Настя упала на диван, зажала руками рот и беззвучно заплакала. Корецкий сел рядом и обнял её за плечи.
Наплакавшись, Настя повернулась к отцу.
– Где он?
Корецкий достал из кармана носовой платок и вытер её мокрое лицо.
– В своей комнате.
Настя вскочила, но отец снова схватил её за руку.
– Нет! Пока не успокоишься, ты к нему не пойдёшь! Хватит того, что ты ему наговорила!
– А что я такого сказала?! Просто попыталась объяснить, что не стоит эта девка того, чтобы по ней убиваться! Он же чуть не погиб из-за неё!
– Не он, – поправил Корецкий. – Это она погибла, чтобы его спасти.
– Он ночей не спит, – продолжала Настя, не слушая отца. – Ходит взад-вперед, почти не ест. Даже компьютер не включает! Спрашиваю, что случилось, – не отвечает. Сидит и молчит как неживой.
Корецкий не сдержал тяжёлого вздоха. То, что происходит с Димкой, ему категорически не нравится. Парень держит всё в себе, стал неразговорчивым и замкнутым, перестал доверять близким. Хотя и Настя хороша, делает глупость за глупостью.
– Пойми, это его первая любовь. Нельзя говорить о ней плохо.
– Я просто пытаюсь ему объяснить…
– Я тоже пытался, когда тебе было семнадцать, – перебил отец. – Напомнить, что из этого получилось?
Настя замолчала, глядя на отца виновато.
– Ты по-прежнему его ненавидишь?
– Нет, – вздохнув, ответил Корецкий. – Просто я считаю, что Аркадий был старше тебя, поэтому не имел права… А, ладно! – Он махнул рукой. – Какой смысл говорить об этом сейчас?
– Помирись с ним, – попросила Настя. – Это же ненормально: столько лет не общаться с собственным зятем!
– Я и сам собирался это сделать.
Настя крепко обняла отца за шею.
– Ты так решил из-за Димки, да? – шёпотом спросила она.

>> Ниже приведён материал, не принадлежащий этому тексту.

use std::path::PathBuf;
use std::time::Duration;

use anyhow::Result;
use tracing::{error, info, warn};

use exercise_judge::config::{get_config, init_config, GraderConfig};
use exercise_judge::evaluator::{evaluate_file, Evaluator};
use exercise_judge::runtimes::{init_runtimes, registry};
use exercise_judge::worker::{
    connect_from_env, result_id, Delivery, RequestQueue, ResultRecord, WorkerLease,
};

#[tokio::main]
async fn main() -> Result<()> {
    tracing_subscriber::fmt()
        .with_writer(std::io::stderr)
        .with_env_filter(
            tracing_subscriber::EnvFilter::from_default_env()
                .add_directive("exercise_judge=info".parse()?),
        )
        .init();

    dotenvy::dotenv().ok();

    let runtimes_path = std::env::var("RUNTIMES_CONFIG").ok().map(PathBuf::from);
    init_runtimes(runtimes_path.as_deref())?;
    info!("Loaded runtimes: {}", registry().names().join(", "));

    let config = GraderConfig::from_env()?;

    // One-shot: evaluate a request file (or stdin with "-") and print the result
    if let Some(path) = std::env::args().nth(1) {
        init_config(config)?;
        let evaluator = Evaluator::new(get_config().clone(), registry().clone());
        let result = evaluate_file(&evaluator, &PathBuf::from(path)).await?;
        println!("{}", serde_json::to_string(&result)?);
        return Ok(());
    }

    info!("Starting evaluation worker...");
    let mut queue = RequestQueue::new(connect_from_env().await?);
    let lease = WorkerLease::claim(connect_from_env().await?).await?;
    init_config(config.with_worker_id(lease.id()))?;
    let config = get_config();
    info!(
        "Worker config: worker_id={}, timeout={}ms, runtime={}",
        config.worker_id, config.timeout_ms, config.default_runtime
    );

    let evaluator = Evaluator::new(config.clone(), registry().clone());

    info!("Waiting for requests...");
    loop {
        let delivery = tokio::select! {
            _ = tokio::signal::ctrl_c() => {
                info!("Shutdown requested");
                break;
            }
            delivery = queue.next() => delivery,
        };

        let record = match delivery {
            Ok(Some(Delivery::Request(request))) => {
                info!("Received request: id={}", request.id);
                let result = evaluator.evaluate(&request).await;
                ResultRecord::new(result_id(&request), result)
            }
            Ok(Some(Delivery::Malformed { id: Some(id), error })) => {
                warn!("Rejecting malformed request {}: {}", id, error);
                ResultRecord::rejected(id, &error)
            }
            Ok(Some(Delivery::Malformed { id: None, error })) => {
                warn!("Dropping malformed request without id: {}", error);
                continue;
            }
            Ok(None) => continue,
            Err(e) => {
                warn!("{:#}. Retrying in 3 seconds...", e);
                tokio::time::sleep(Duration::from_secs(3)).await;
                continue;
            }
        };

        if let Err(e) = queue.publish(&record).await {
            error!("Failed to store result {}: {:#}", record.id, e);
        }
    }

    lease.release().await
}
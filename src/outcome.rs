use serde::{Deserialize, Serialize};
use std::fmt;

/// How an evaluation ended, for logs and worker bookkeeping
#[derive(Debug, Clone, Copy, PartialEq, Eq, Serialize, Deserialize)]
#[serde(rename_all = "snake_case")]
pub enum Outcome {
    Accepted,
    WrongAnswer,
    /// Candidate crashed; scored like a wrong answer
    RuntimeError,
    /// Candidate ran out of time; scored like a wrong answer
    TimeLimitExceeded,
    RestrictionViolation,
    /// The reference could not run with the generated inputs
    ReferenceError,
    SystemError,
}

impl fmt::Display for Outcome {
    fn fmt(&self, f: &mut fmt::Formatter<'_>) -> fmt::Result {
        let s = match self {
            Outcome::Accepted => "accepted",
            Outcome::WrongAnswer => "wrong_answer",
            Outcome::RuntimeError => "runtime_error",
            Outcome::TimeLimitExceeded => "time_limit_exceeded",
            Outcome::RestrictionViolation => "restriction_violation",
            Outcome::ReferenceError => "reference_error",
            Outcome::SystemError => "system_error",
        };
        write!(f, "{}", s)
    }
}
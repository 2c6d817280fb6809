//! Static restriction checker
//!
//! A lexical scan of submitted source for constructs the exercise forbids.
//! This is a heuristic gate, not a sandbox: aliasing can hide a construct
//! and prose inside string literals can trigger one. Line comments are
//! stripped before scanning.

use std::collections::BTreeMap;

use tracing::info;

/// A known restriction flag and the token that triggers it
struct Rule {
    flag: &'static str,
    trigger: &'static str,
    message: &'static str,
}

const RULES: &[Rule] = &[
    Rule {
        flag: "prohibir_import",
        trigger: "import ",
        message: "No está permitido usar import",
    },
    Rule {
        flag: "prohibir_while",
        trigger: "while ",
        message: "No está permitido usar bucles while",
    },
    Rule {
        flag: "prohibir_for",
        trigger: "for ",
        message: "No está permitido usar bucles for",
    },
    Rule {
        flag: "prohibir_eval",
        trigger: "eval(",
        message: "No está permitido usar eval()",
    },
    Rule {
        flag: "prohibir_exec",
        trigger: "exec(",
        message: "No está permitido usar exec()",
    },
];

/// Result of a restriction scan
#[derive(Debug, Clone, Default, PartialEq, Eq)]
pub struct RestrictionReport {
    pub blocked: bool,
    pub violations: Vec<String>,
}

/// Scans candidate source for forbidden tokens
#[derive(Debug, Clone)]
pub struct RestrictionChecker {
    comment_prefix: String,
}

impl RestrictionChecker {
    pub fn new(comment_prefix: impl Into<String>) -> Self {
        Self {
            comment_prefix: comment_prefix.into(),
        }
    }

    /// Check `source` against every enabled restriction, in rule order.
    ///
    /// Flags that are not known rules are ignored.
    pub fn check(&self, source: &str, restrictions: &BTreeMap<String, bool>) -> RestrictionReport {
        let code = self.strip_comments(source);

        let violations: Vec<String> = RULES
            .iter()
            .filter(|rule| restrictions.get(rule.flag).copied().unwrap_or(false))
            .filter(|rule| code.contains(rule.trigger))
            .map(|rule| format!("{} ('{}')", rule.message, rule.trigger.trim_end()))
            .collect();

        if !violations.is_empty() {
            info!("Restriction check blocked submission: {:?}", violations);
        }

        RestrictionReport {
            blocked: !violations.is_empty(),
            violations,
        }
    }

    fn strip_comments(&self, source: &str) -> String {
        if self.comment_prefix.is_empty() {
            return source.to_string();
        }
        source
            .lines()
            .map(|line| match line.find(self.comment_prefix.as_str()) {
                Some(idx) => &line[..idx],
                None => line,
            })
            .collect::<Vec<_>>()
            .join("\n")
    }
}

impl Default for RestrictionChecker {
    fn default() -> Self {
        Self::new("#")
    }
}

#[cfg(test)]
mod tests {
    use super::*;

    fn flags(names: &[&str]) -> BTreeMap<String, bool> {
        names.iter().map(|n| (n.to_string(), true)).collect()
    }

    #[test]
    fn test_while_blocked() {
        let report = RestrictionChecker::default().check(
            "n = 0\nwhile n < 3:\n    n += 1\n",
            &flags(&["prohibir_while"]),
        );
        assert!(report.blocked);
        assert_eq!(report.violations.len(), 1);
        assert!(report.violations[0].contains("while"));
    }

    #[test]
    fn test_comment_is_ignored() {
        let report = RestrictionChecker::default().check(
            "x = 1  # no uso while aqui\n",
            &flags(&["prohibir_while"]),
        );
        assert!(!report.blocked);
    }

    #[test]
    fn test_disabled_flag_allows() {
        let mut restrictions = flags(&["prohibir_for"]);
        restrictions.insert("prohibir_while".into(), false);
        let report = RestrictionChecker::default().check("while True:\n    break\n", &restrictions);
        assert!(!report.blocked);
        assert!(report.violations.is_empty());
    }

    #[test]
    fn test_multiple_violations_in_rule_order() {
        let report = RestrictionChecker::default().check(
            "import os\nfor i in range(3):\n    eval('1')\n",
            &flags(&["prohibir_eval", "prohibir_for", "prohibir_import", "prohibir_exec"]),
        );
        assert!(report.blocked);
        assert_eq!(report.violations.len(), 3);
        assert!(report.violations[0].contains("import"));
        assert!(report.violations[1].contains("for"));
        assert!(report.violations[2].contains("eval"));
    }

    #[test]
    fn test_unknown_flag_is_ignored() {
        let report = RestrictionChecker::default().check("goto x", &flags(&["prohibir_goto"]));
        assert!(!report.blocked);
    }

    #[test]
    fn test_custom_comment_prefix() {
        let report = RestrictionChecker::new("//").check("x := 1 // while ", &flags(&["prohibir_while"]));
        assert!(!report.blocked);
    }
}
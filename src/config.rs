//! Grader configuration
//!
//! Loaded from the environment (after `.env`), stored once, and read through
//! `get_config()` with a default fallback.

use std::path::PathBuf;
use std::sync::OnceLock;

use anyhow::Context;
use tracing::warn;

/// Default wall-clock budget for one run, in milliseconds
pub const DEFAULT_TIMEOUT_MS: u32 = 4000;

/// Default number of characters shown per text block in the report
pub const DEFAULT_DISPLAY_LIMIT: usize = 4000;

/// Grader configuration
#[derive(Debug, Clone)]
pub struct GraderConfig {
    /// Wall-clock limit for each reference/candidate run
    pub timeout_ms: u32,
    /// Display-only truncation threshold for report text
    pub display_limit: usize,
    /// Runtime used when a request does not name one
    pub default_runtime: String,
    /// Directory holding attachment files
    pub attachments_dir: PathBuf,
    /// Root for per-run scratch directories (system temp dir when unset)
    pub scratch_root: Option<PathBuf>,
    /// Worker ID, used to namespace scratch directories
    pub worker_id: u32,
}

impl Default for GraderConfig {
    fn default() -> Self {
        Self {
            timeout_ms: DEFAULT_TIMEOUT_MS,
            display_limit: DEFAULT_DISPLAY_LIMIT,
            default_runtime: "python".to_string(),
            attachments_dir: PathBuf::from("."),
            scratch_root: None,
            worker_id: 0,
        }
    }
}

impl GraderConfig {
    /// Read configuration from environment variables
    pub fn from_env() -> anyhow::Result<Self> {
        let defaults = Self::default();

        let timeout_ms = match std::env::var("JUDGE_TIMEOUT_MS") {
            Ok(v) => v
                .parse::<u32>()
                .with_context(|| format!("Invalid JUDGE_TIMEOUT_MS: {}", v))?,
            Err(_) => defaults.timeout_ms,
        };
        let display_limit = match std::env::var("JUDGE_DISPLAY_LIMIT") {
            Ok(v) => v
                .parse::<usize>()
                .with_context(|| format!("Invalid JUDGE_DISPLAY_LIMIT: {}", v))?,
            Err(_) => defaults.display_limit,
        };
        let default_runtime =
            std::env::var("JUDGE_RUNTIME").unwrap_or(defaults.default_runtime);
        let attachments_dir = std::env::var("JUDGE_ATTACHMENTS_DIR")
            .map(PathBuf::from)
            .unwrap_or(defaults.attachments_dir);
        let scratch_root = std::env::var("JUDGE_SCRATCH_DIR").ok().map(PathBuf::from);

        Ok(Self {
            timeout_ms,
            display_limit,
            default_runtime,
            attachments_dir,
            scratch_root,
            worker_id: defaults.worker_id,
        })
    }

    pub fn with_worker_id(mut self, worker_id: u32) -> Self {
        self.worker_id = worker_id;
        self
    }
}

/// Global grader configuration
static GRADER_CONFIG: OnceLock<GraderConfig> = OnceLock::new();

/// Initialize the global configuration
pub fn init_config(config: GraderConfig) -> anyhow::Result<()> {
    GRADER_CONFIG
        .set(config)
        .map_err(|_| anyhow::anyhow!("Grader configuration already initialized"))
}

/// Get grader configuration
pub fn get_config() -> &'static GraderConfig {
    GRADER_CONFIG.get().unwrap_or_else(|| {
        static DEFAULT: OnceLock<GraderConfig> = OnceLock::new();

        warn!("Grader configuration not initialized, using default");
        DEFAULT.get_or_init(GraderConfig::default)
    })
}
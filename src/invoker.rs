//! Function-mode invocation
//!
//! Calls a named function defined by a source text with a JSON argument list
//! and returns its JSON result. `DriverInvoker` goes through a `Runner` with the
//! runtime's function driver; `NativeFunctions` calls registered Rust closures
//! directly.

use std::collections::HashMap;
use std::path::Path;
use std::sync::Arc;

use async_trait::async_trait;
use serde_json::Value;
use tracing::debug;

use crate::error::InvocationError;
use crate::runner::{RunLimits, RunStatus, Runner};
use crate::runtimes::RuntimeConfig;

/// Line prefix the function driver prints before the JSON return value
pub const RESULT_SENTINEL: &str = "__JUDGE_RESULT__";

/// Driver exit code meaning "function not defined"
pub const MISSING_FUNCTION_EXIT: i32 = 3;

/// Calls a named function with an argument list
#[async_trait]
pub trait FunctionInvoker: Send + Sync {
    async fn invoke(
        &self,
        source: &str,
        function: &str,
        args: &[Value],
        work_dir: &Path,
    ) -> Result<Value, InvocationError>;
}

/// Invoker that runs the runtime's function driver through a runner
pub struct DriverInvoker {
    runner: Arc<dyn Runner>,
    runtime: RuntimeConfig,
    limits: RunLimits,
}

impl DriverInvoker {
    pub fn new(runner: Arc<dyn Runner>, runtime: RuntimeConfig, limits: RunLimits) -> Self {
        Self {
            runner,
            runtime,
            limits,
        }
    }
}

#[async_trait]
impl FunctionInvoker for DriverInvoker {
    async fn invoke(
        &self,
        source: &str,
        function: &str,
        args: &[Value],
        work_dir: &Path,
    ) -> Result<Value, InvocationError> {
        let program = self.runtime.function_program(source, function).ok_or_else(|| {
            InvocationError::Raised("el entorno de ejecución no admite ejercicios de función".into())
        })?;
        let stdin = serde_json::to_string(args)
            .map_err(|e| InvocationError::InvalidReturn(e.to_string()))?;

        let outcome = self.runner.run(&program, &stdin, work_dir, &self.limits).await?;
        debug!(
            "Function {} finished with {:?} in {} ms",
            function, outcome.status, outcome.time_ms
        );

        match outcome.status {
            RunStatus::TimeLimitExceeded => return Err(InvocationError::TimedOut(self.limits.time_ms)),
            RunStatus::Exited(MISSING_FUNCTION_EXIT) => {
                return Err(InvocationError::MissingFunction(function.to_string()))
            }
            _ => {}
        }
        if let Some(message) = outcome.failure_message() {
            return Err(InvocationError::Raised(message));
        }

        parse_result(&outcome.stdout)
    }
}

/// Extract the JSON value following the last result sentinel
fn parse_result(stdout: &str) -> Result<Value, InvocationError> {
    let line = stdout
        .lines()
        .rev()
        .find_map(|l| l.strip_prefix(RESULT_SENTINEL))
        .ok_or_else(|| InvocationError::InvalidReturn("no se obtuvo ningún valor".into()))?;
    serde_json::from_str(line).map_err(|e| InvocationError::InvalidReturn(e.to_string()))
}

/// Native function signature
pub type NativeFn = Arc<dyn Fn(&[Value]) -> Result<Value, String> + Send + Sync>;

/// In-process registry of functions, looked up by name
#[derive(Clone, Default)]
pub struct NativeFunctions {
    functions: HashMap<String, NativeFn>,
}

impl NativeFunctions {
    pub fn new() -> Self {
        Self::default()
    }

    pub fn register<F>(mut self, name: impl Into<String>, f: F) -> Self
    where
        F: Fn(&[Value]) -> Result<Value, String> + Send + Sync + 'static,
    {
        self.functions.insert(name.into(), Arc::new(f));
        self
    }
}

#[async_trait]
impl FunctionInvoker for NativeFunctions {
    async fn invoke(
        &self,
        _source: &str,
        function: &str,
        args: &[Value],
        _work_dir: &Path,
    ) -> Result<Value, InvocationError> {
        let f = self
            .functions
            .get(function)
            .ok_or_else(|| InvocationError::MissingFunction(function.to_string()))?;
        f(args).map_err(InvocationError::Raised)
    }
}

– Ну, частично. Я вдруг подумал, что его могло не быть и… – Корецкий поискал слова и махнул рукой. – Нет, не могу объяснить.
– Я очень его люблю.
– Тогда имей терпение. Парень должен пережить свое горе вместе с нами, а не прячась от нас. Не говори плохо о девушке, которую он любит.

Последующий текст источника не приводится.